April 5/Johannesburg, South Africa/Financial Mail -- South Africa’s second-largest agricultural business, Senwes, has teamed with Bunge, the world’s second-largest sugar trader, in a joint venture that will enable its new international partner to gain at least 20% of SA’s market for wheat and oilseed imports, it was announced.

Senwes MD Francois Strydom said the joint venture would bring assurance of food security to local and regional consumers, competitive pricing and quality products.

The deal is expected to attract millions of direct foreign investment into SA, and will give Senwes greater ease in sourcing wheat and oilcake from international markets .

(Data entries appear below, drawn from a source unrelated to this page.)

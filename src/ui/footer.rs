//! Status bar and portal footer.

use ratatui::{
    layout::{Constraint, Layout, Rect},
    style::{Modifier, Style},
    text::{Line, Span},
    widgets::{Block, Borders, Paragraph},
    Frame,
};

use crate::app::{App, Dialog, Focus, Screen};
use crate::content::{COPYRIGHT, FOOTER_BLURB, PORTAL_TITLE, SUPPORT_EMAIL};

use super::components::{render_status_indicator, StatusIndicatorType};
use super::layout::LayoutContext;
use super::theme::{COLOR_ACCENT, COLOR_BORDER, COLOR_DIM};

/// One line: the running action if there is one, key hints otherwise.
pub fn render_status_bar(frame: &mut Frame, area: Rect, app: &App) {
    let line = match app.pending_action() {
        Some(action) => render_status_indicator(&StatusIndicatorType::spinner(
            action.label(),
            app.tick_count,
        )),
        None => hint_line(app),
    };
    frame.render_widget(Paragraph::new(line), area);
}

fn hint_line(app: &App) -> Line<'static> {
    let hints: &[(&str, &str)] = match (&app.dialog, app.screen) {
        (Some(Dialog::Confirm(_)), _) => &[("y", "да"), ("n", "нет")],
        (Some(_), _) => &[("Tab", "поле"), ("Enter", "далее"), ("Esc", "закрыть")],
        (None, Screen::Home) => &[
            ("↑↓", "выбор"),
            ("Enter", "открыть"),
            ("n", "новая тема"),
            ("d", "удалить"),
            ("c", "фильтр"),
            ("g", "обновить"),
            ("q", "выход"),
        ],
        (None, Screen::Topic(_)) if app.focus != Focus::Comments => &[
            ("Tab", "поле"),
            ("Enter", "отправить"),
            ("Esc", "к комментариям"),
        ],
        (None, Screen::Topic(_)) => &[
            ("Esc", "назад"),
            ("↑↓", "выбор"),
            ("a", "комментировать"),
            ("d", "удалить"),
            ("g", "обновить"),
        ],
        (None, Screen::Help) => &[("↑↓", "вопрос"), ("Enter", "раскрыть"), ("Esc", "назад")],
        (None, _) => &[("↑↓", "прокрутка"), ("Esc", "назад"), ("q", "выход")],
    };
    let mut spans = Vec::with_capacity(hints.len() * 3);
    for (key, action) in hints {
        spans.push(Span::styled(
            key.to_string(),
            Style::default().fg(COLOR_ACCENT),
        ));
        spans.push(Span::styled(format!(" {}", action), Style::default().fg(COLOR_DIM)));
        spans.push(Span::raw("  "));
    }
    Line::from(spans)
}

pub fn render_footer(frame: &mut Frame, area: Rect, ctx: &LayoutContext) {
    let dim = Style::default().fg(COLOR_DIM);
    if area.height < 3 {
        frame.render_widget(
            Paragraph::new(Line::from(Span::styled(COPYRIGHT, dim))).centered(),
            area,
        );
        return;
    }

    let block = Block::default()
        .borders(Borders::TOP)
        .border_style(Style::default().fg(COLOR_BORDER));
    let inner = block.inner(area);
    frame.render_widget(block, area);

    let [about, contact] = Layout::horizontal([Constraint::Percentage(60), Constraint::Percentage(40)])
        .areas(inner);
    let brand = Line::from(vec![
        Span::styled(
            PORTAL_TITLE,
            Style::default()
                .fg(COLOR_ACCENT)
                .add_modifier(Modifier::BOLD),
        ),
        Span::styled(format!(" · {}", FOOTER_BLURB), dim),
    ]);
    let copyright = Line::from(Span::styled(COPYRIGHT, dim));
    frame.render_widget(Paragraph::new(vec![brand, copyright]), about);

    let label = if ctx.is_narrow() { "" } else { "Связь: " };
    frame.render_widget(
        Paragraph::new(Line::from(vec![
            Span::styled(label, dim),
            Span::styled(SUPPORT_EMAIL, Style::default().fg(COLOR_ACCENT)),
        ]))
        .right_aligned(),
        contact,
    );
}
#[cfg(test)]
mod tests {
    use super::*;
    use std::sync::Arc;

    use crate::adapters::{InMemoryForum, LocalAuthService};
    use crate::api::ForumClient;
    use crate::config::ForumConfig;

    const TOPICS: &str = "http://forum.test/topics";
    const COMMENTS: &str = "http://forum.test/comments";

    fn app_with(forum: &InMemoryForum) -> App {
        let config = ForumConfig::new()
            .with_topics_url(TOPICS)
            .with_comments_url(COMMENTS);
        let client = ForumClient::with_http(&config, Arc::new(forum.clone()));
        App::new(client, Arc::new(LocalAuthService::new()))
    }

    fn press(app: &mut App, code: KeyCode) {
        app.handle_key(KeyEvent::new(code, KeyModifiers::NONE));
    }

    fn type_text(app: &mut App, text: &str) {
        for c in text.chars() {
            press(app, KeyCode::Char(c));
        }
    }

    async fn settle(app: &mut App) {
        let msg = app.next_message().await.expect("message");
        app.handle_message(msg);
    }

    #[tokio::test]
    async fn test_start_loads_topics() {
        let forum = InMemoryForum::new(TOPICS, COMMENTS);
        forum.seed_topic("Гильдия магов", "Мерлин", "Фэнтези", false);
        let mut app = app_with(&forum);

        app.start();
        settle(&mut app).await;

        assert_eq!(app.topic_list.topics().len(), 1);
        assert!(!app.topic_list.is_loading());
    }

    #[tokio::test]
    async fn test_create_topic_dialog_flow() {
        let forum = InMemoryForum::new(TOPICS, COMMENTS);
        let mut app = app_with(&forum);
        app.start();
        settle(&mut app).await;

        press(&mut app, KeyCode::Char('n'));
        assert!(matches!(app.dialog, Some(Dialog::CreateTopic(_))));

        // Empty title is blocked at the form.
        press(&mut app, KeyCode::Enter);
        press(&mut app, KeyCode::Enter);
        press(&mut app, KeyCode::Enter);
        match &app.dialog {
            Some(Dialog::CreateTopic(form)) => {
                assert_eq!(form.title.error(), Some("Заполните это поле"));
                assert_eq!(form.focus(), 0);
            }
            other => panic!("expected create dialog, got {:?}", other),
        }
        assert!(forum.request_log().iter().all(|(method, _)| method != "POST"));

        type_text(&mut app, "Тест");
        press(&mut app, KeyCode::Tab);
        type_text(&mut app, "Аня");
        press(&mut app, KeyCode::Tab);
        press(&mut app, KeyCode::Enter);
        assert!(app.topic_list.is_pending(crate::view_model::PendingAction::CreateTopic));

        settle(&mut app).await;
        assert!(app.dialog.is_none());
        assert_eq!(app.topic_list.topics().len(), 1);
        assert_eq!(app.topic_list.topics()[0].title, "Тест");
        assert!(app.toasts.iter().any(|t| t.description == "Тема создана!"));
    }

    #[tokio::test]
    async fn test_failed_create_keeps_dialog_and_input() {
        let forum = InMemoryForum::new(TOPICS, COMMENTS);
        let mut app = app_with(&forum);
        app.start();
        settle(&mut app).await;

        press(&mut app, KeyCode::Char('n'));
        type_text(&mut app, "Тест");
        press(&mut app, KeyCode::Tab);
        type_text(&mut app, "Аня");
        press(&mut app, KeyCode::Tab);
        forum.fail_next(500);
        press(&mut app, KeyCode::Enter);
        settle(&mut app).await;

        match &app.dialog {
            Some(Dialog::CreateTopic(form)) => {
                assert_eq!(form.title.value(), "Тест");
                assert_eq!(form.author.value(), "Аня");
            }
            other => panic!("expected create dialog, got {:?}", other),
        }
        assert!(app.topic_list.topics().is_empty());
        assert!(!app.topic_list.is_pending(crate::view_model::PendingAction::CreateTopic));
        assert!(app
            .toasts
            .iter()
            .any(|t| t.is_error() && t.description == "Не удалось создать тему"));
    }

    #[tokio::test]
    async fn test_delete_topic_requires_confirmation() {
        let forum = InMemoryForum::new(TOPICS, COMMENTS);
        forum.seed_topic("Старая тема", "Мерлин", "Фэнтези", false);
        let mut app = app_with(&forum);
        app.start();
        settle(&mut app).await;

        press(&mut app, KeyCode::Char('d'));
        press(&mut app, KeyCode::Char('n'));
        assert!(app.dialog.is_none());
        assert_eq!(forum.topics().len(), 1);

        press(&mut app, KeyCode::Char('d'));
        press(&mut app, KeyCode::Char('y'));
        settle(&mut app).await;
        assert!(forum.topics().is_empty());
        assert!(app.topic_list.topics().is_empty());
    }

    #[tokio::test]
    async fn test_comment_flow_keeps_author() {
        let forum = InMemoryForum::new(TOPICS, COMMENTS);
        let id = forum.seed_topic("Таверна", "Бард", "Средневековье", false);
        let mut app = app_with(&forum);
        app.start();
        settle(&mut app).await;

        press(&mut app, KeyCode::Enter);
        assert_eq!(app.screen, Screen::Topic(id));
        settle(&mut app).await;
        assert_eq!(app.topic_detail.phase(), &DetailPhase::Ready);

        press(&mut app, KeyCode::Char('a'));
        type_text(&mut app, "Аня");
        press(&mut app, KeyCode::Enter);
        type_text(&mut app, "Привет, путники");
        press(&mut app, KeyCode::Enter);
        settle(&mut app).await;

        assert_eq!(app.topic_detail.comments().len(), 1);
        assert_eq!(app.comment_form.author.value(), "Аня");
        assert!(app.comment_form.content.is_blank());
        assert_eq!(app.topic_detail.topic().map(|t| t.replies), Some(1));
    }

    #[tokio::test]
    async fn test_typing_q_in_comment_form_does_not_quit() {
        let forum = InMemoryForum::new(TOPICS, COMMENTS);
        forum.seed_topic("Таверна", "Бард", "Средневековье", false);
        let mut app = app_with(&forum);
        app.start();
        settle(&mut app).await;
        press(&mut app, KeyCode::Enter);
        settle(&mut app).await;

        press(&mut app, KeyCode::Tab);
        press(&mut app, KeyCode::Char('q'));
        assert!(!app.should_quit);
        assert_eq!(app.comment_form.author.value(), "q");

        press(&mut app, KeyCode::Esc);
        press(&mut app, KeyCode::Char('q'));
        assert!(app.should_quit);
    }

    #[tokio::test]
    async fn test_login_then_logout() {
        let forum = InMemoryForum::new(TOPICS, COMMENTS);
        let mut app = app_with(&forum);

        press(&mut app, KeyCode::Char('l'));
        assert!(matches!(app.dialog, Some(Dialog::Login(_))));
        type_text(&mut app, "hero");
        press(&mut app, KeyCode::Enter);
        type_text(&mut app, "secret");
        press(&mut app, KeyCode::Enter);
        assert!(app.auth_pending);
        settle(&mut app).await;

        assert!(app.dialog.is_none());
        assert_eq!(app.session.as_ref().map(|s| s.username.as_str()), Some("hero"));

        press(&mut app, KeyCode::Char('o'));
        settle(&mut app).await;
        assert!(!app.is_signed_in());
    }

    #[tokio::test]
    async fn test_register_shows_inline_email_error() {
        let forum = InMemoryForum::new(TOPICS, COMMENTS);
        let mut app = app_with(&forum);

        press(&mut app, KeyCode::Char('l'));
        app.handle_key(KeyEvent::new(KeyCode::Char('r'), KeyModifiers::CONTROL));
        assert!(matches!(app.dialog, Some(Dialog::Register(_))));

        type_text(&mut app, "hero");
        press(&mut app, KeyCode::Tab);
        type_text(&mut app, "not-an-email");
        press(&mut app, KeyCode::Tab);
        type_text(&mut app, "secret");
        press(&mut app, KeyCode::Enter);
        settle(&mut app).await;

        match &app.dialog {
            Some(Dialog::Register(form)) => {
                assert_eq!(form.focus(), 1);
                assert_eq!(form.email.error(), Some("Введите адрес электронной почты"));
            }
            other => panic!("expected register dialog, got {:?}", other),
        }
        assert!(!app.is_signed_in());
        assert!(!app.auth_pending);
    }

    #[tokio::test]
    async fn test_number_keys_switch_pages() {
        let forum = InMemoryForum::new(TOPICS, COMMENTS);
        let mut app = app_with(&forum);
        press(&mut app, KeyCode::Char('3'));
        assert_eq!(app.screen, Screen::Help);

        press(&mut app, KeyCode::Enter);
        assert_eq!(app.faq.open(), Some(0));

        press(&mut app, KeyCode::Char('1'));
        assert_eq!(app.screen, Screen::Home);
        settle(&mut app).await;
        assert!(app.topic_list.has_loaded());
    }
}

Strydom said SA imported 1.5 million to 1.7 million tons of wheat annually and between 1.7 million and 1.8 million tons of oil cake.

Bunge’s European unit said it planned to trade grain in South Africa, Zambia, Zimbabwe, Malawi, Tanzania, Kenya and Mozambique.

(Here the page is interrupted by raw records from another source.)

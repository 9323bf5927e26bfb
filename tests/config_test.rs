//! Environment-driven configuration. These tests mutate process env vars,
//! so they run serially.

use std::path::PathBuf;
use std::time::Duration;

use rpg_forum::config::{
    ConfigError, ForumConfig, DEFAULT_COMMENTS_URL, ENV_COMMENTS_URL, ENV_LOG_FILE,
    ENV_TIMEOUT_SECS, ENV_TOPICS_URL,
};
use serial_test::serial;

const ALL_VARS: [&str; 4] = [ENV_TOPICS_URL, ENV_COMMENTS_URL, ENV_TIMEOUT_SECS, ENV_LOG_FILE];

fn clear_env() {
    for var in ALL_VARS {
        std::env::remove_var(var);
    }
}

#[test]
#[serial]
fn test_from_env_reads_overrides() {
    clear_env();
    std::env::set_var(ENV_TOPICS_URL, "http://127.0.0.1:8080/topics");
    std::env::set_var(ENV_TIMEOUT_SECS, "4");
    std::env::set_var(ENV_LOG_FILE, "/tmp/rpg-forum-test.log");

    let config = ForumConfig::from_env();
    clear_env();

    let config = config.unwrap();
    assert_eq!(config.topics_url, "http://127.0.0.1:8080/topics");
    assert_eq!(config.comments_url, DEFAULT_COMMENTS_URL);
    assert_eq!(config.timeout, Duration::from_secs(4));
    assert_eq!(config.log_file, Some(PathBuf::from("/tmp/rpg-forum-test.log")));
}

#[test]
#[serial]
fn test_from_env_without_vars_is_default() {
    clear_env();
    assert_eq!(ForumConfig::from_env().unwrap(), ForumConfig::default());
}

#[test]
#[serial]
fn test_blank_var_is_ignored() {
    clear_env();
    std::env::set_var(ENV_COMMENTS_URL, "   ");

    let config = ForumConfig::from_env();
    clear_env();

    assert_eq!(config.unwrap().comments_url, DEFAULT_COMMENTS_URL);
}

#[test]
#[serial]
fn test_bad_timeout_is_reported() {
    clear_env();
    std::env::set_var(ENV_TIMEOUT_SECS, "0");

    let result = ForumConfig::from_env();
    clear_env();

    assert_eq!(
        result.unwrap_err(),
        ConfigError::InvalidTimeout {
            var: ENV_TIMEOUT_SECS,
            value: "0".to_string(),
        }
    );
}

#[test]
#[serial]
fn test_non_http_url_is_reported() {
    clear_env();
    std::env::set_var(ENV_TOPICS_URL, "ftp://forum.test/topics");

    let result = ForumConfig::from_env();
    clear_env();

    assert!(matches!(
        result,
        Err(ConfigError::InvalidUrl { var, .. }) if var == ENV_TOPICS_URL
    ));
}
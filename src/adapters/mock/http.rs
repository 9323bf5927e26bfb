//! Mock HTTP client for testing.
//!
//! Responses are scripted per method and URL. Several responses queued for
//! the same route are served in order, the last one repeating.

use async_trait::async_trait;
use std::collections::{HashMap, VecDeque};
use std::sync::{Arc, Mutex, MutexGuard, PoisonError};
use std::time::Duration;

use crate::traits::{Headers, HttpClient, HttpError, Response};

/// A recorded HTTP request for verification in tests.
#[derive(Debug, Clone, PartialEq, Eq)]
pub struct RecordedRequest {
    /// HTTP method (GET, POST or DELETE)
    pub method: String,
    /// Request URL
    pub url: String,
    /// Request headers
    pub headers: Headers,
    /// Request body (for POST requests)
    pub body: Option<String>,
}

/// Configuration for a mock response.
#[derive(Debug, Clone)]
pub enum MockResponse {
    /// Return a response
    Success(Response),
    /// Return a transport error
    Error(HttpError),
    /// Sleep, then behave like the wrapped response
    Delayed(Duration, Box<MockResponse>),
}

impl MockResponse {
    /// JSON response with the given status.
    pub fn json(status: u16, value: serde_json::Value) -> Self {
        MockResponse::Success(Response::json_body(status, &value))
    }

    /// Bare status with an empty body.
    pub fn status(status: u16) -> Self {
        MockResponse::Success(Response::new(status, ""))
    }
}

type Route = (String, String);

/// Mock HTTP client for testing.
///
/// # Example
///
/// ```ignore
/// use rpg_forum::adapters::mock::{MockHttpClient, MockResponse};
///
/// let client = MockHttpClient::new();
/// client.on("GET", "http://forum.test/topics", MockResponse::json(200, json!({"topics": []})));
///
/// let response = client.get("http://forum.test/topics", &Headers::new()).await?;
/// assert_eq!(response.status, 200);
/// assert_eq!(client.requests_for("GET").len(), 1);
/// ```
#[derive(Debug, Clone, Default)]
pub struct MockHttpClient {
    /// Scripted responses keyed by (method, URL prefix)
    responses: Arc<Mutex<HashMap<Route, VecDeque<MockResponse>>>>,
    /// Recorded requests for verification
    requests: Arc<Mutex<Vec<RecordedRequest>>>,
}

fn lock<T>(mutex: &Mutex<T>) -> MutexGuard<'_, T> {
    mutex.lock().unwrap_or_else(PoisonError::into_inner)
}

impl MockHttpClient {
    /// Create a new mock HTTP client.
    pub fn new() -> Self {
        Self::default()
    }

    /// Queue a response for `method` on URLs starting with `url`.
    pub fn on(&self, method: &str, url: &str, response: MockResponse) {
        lock(&self.responses)
            .entry((method.to_uppercase(), url.to_string()))
            .or_default()
            .push_back(response);
    }

    /// Get all recorded requests.
    pub fn requests(&self) -> Vec<RecordedRequest> {
        lock(&self.requests).clone()
    }

    /// Recorded requests with the given method.
    pub fn requests_for(&self, method: &str) -> Vec<RecordedRequest> {
        lock(&self.requests)
            .iter()
            .filter(|r| r.method.eq_ignore_ascii_case(method))
            .cloned()
            .collect()
    }

    /// Clear all recorded requests.
    pub fn clear_requests(&self) {
        lock(&self.requests).clear();
    }

    fn record_request(&self, method: &str, url: &str, headers: &Headers, body: Option<String>) {
        lock(&self.requests).push(RecordedRequest {
            method: method.to_string(),
            url: url.to_string(),
            headers: headers.clone(),
            body,
        });
    }

    /// Pick the response for a request: exact URL first, then the longest
    /// matching prefix.
    fn next_response(&self, method: &str, url: &str) -> Option<MockResponse> {
        let mut responses = lock(&self.responses);
        let exact = (method.to_string(), url.to_string());
        let key = if responses.contains_key(&exact) {
            Some(exact)
        } else {
            responses
                .keys()
                .filter(|(m, prefix)| m == method && url.starts_with(prefix.as_str()))
                .max_by_key(|(_, prefix)| prefix.len())
                .cloned()
        }?;

        let queue = responses.get_mut(&key)?;
        if queue.len() > 1 {
            queue.pop_front()
        } else {
            queue.front().cloned()
        }
    }

    async fn respond(&self, method: &str, url: &str) -> Result<Response, HttpError> {
        let mut scripted = self.next_response(method, url);
        loop {
            match scripted {
                Some(MockResponse::Success(response)) => return Ok(response),
                Some(MockResponse::Error(err)) => return Err(err),
                Some(MockResponse::Delayed(delay, inner)) => {
                    tokio::time::sleep(delay).await;
                    scripted = Some(*inner);
                }
                None => {
                    return Err(HttpError::Other(format!(
                        "No mock response for {} {}",
                        method, url
                    )))
                }
            }
        }
    }
}

#[async_trait]
impl HttpClient for MockHttpClient {
    async fn get(&self, url: &str, headers: &Headers) -> Result<Response, HttpError> {
        self.record_request("GET", url, headers, None);
        self.respond("GET", url).await
    }

    async fn post(&self, url: &str, body: &str, headers: &Headers) -> Result<Response, HttpError> {
        self.record_request("POST", url, headers, Some(body.to_string()));
        self.respond("POST", url).await
    }

    async fn delete(&self, url: &str, headers: &Headers) -> Result<Response, HttpError> {
        self.record_request("DELETE", url, headers, None);
        self.respond("DELETE", url).await
    }
}

#[cfg(test)]
mod tests {
    use super::*;
    use serde_json::json;

    #[tokio::test]
    async fn test_routes_by_method() {
        let client = MockHttpClient::new();
        client.on("GET", "http://forum.test/topics", MockResponse::json(200, json!({"topics": []})));
        client.on("DELETE", "http://forum.test/topics", MockResponse::status(500));

        let get = client.get("http://forum.test/topics", &Headers::new()).await.unwrap();
        assert_eq!(get.status, 200);
        let delete = client
            .delete("http://forum.test/topics?id=3", &Headers::new())
            .await
            .unwrap();
        assert_eq!(delete.status, 500);

        let posted = client.post("http://forum.test/topics", "{}", &Headers::new()).await;
        assert!(matches!(posted, Err(HttpError::Other(_))));
        assert_eq!(client.requests().len(), 3);
        assert_eq!(client.requests_for("post")[0].body.as_deref(), Some("{}"));
    }

    #[tokio::test]
    async fn test_queued_responses_then_sticky_last() {
        let client = MockHttpClient::new();
        let url = "http://forum.test/topics";
        client.on("GET", url, MockResponse::Error(HttpError::ConnectionFailed("down".into())));
        client.on("GET", url, MockResponse::status(200));

        assert!(client.get(url, &Headers::new()).await.is_err());
        assert_eq!(client.get(url, &Headers::new()).await.unwrap().status, 200);
        assert_eq!(client.get(url, &Headers::new()).await.unwrap().status, 200);
    }

    #[tokio::test]
    async fn test_longest_prefix_wins() {
        let client = MockHttpClient::new();
        client.on("GET", "http://forum.test/", MockResponse::status(404));
        client.on("GET", "http://forum.test/comments", MockResponse::status(200));

        let response = client
            .get("http://forum.test/comments?topicId=1", &Headers::new())
            .await
            .unwrap();
        assert_eq!(response.status, 200);
    }
}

According to Strydom, Bunge was the only one of the five main international agricultural organizations that had not yet entered the African market. It will be using Senwes’s expertise and understanding of the African market as a stepping stone to spread its wings.

Senwes intended to use the relationship to open global trading opportunities for its maize business, which suffered this year when South African maize struggled to find a market and better prices for farmers.

Strydom said Senwes, which controls more than a quarter of SA’s grain storage facilities, and Bunge planned to obtain regulatory approval by the end of May 2011.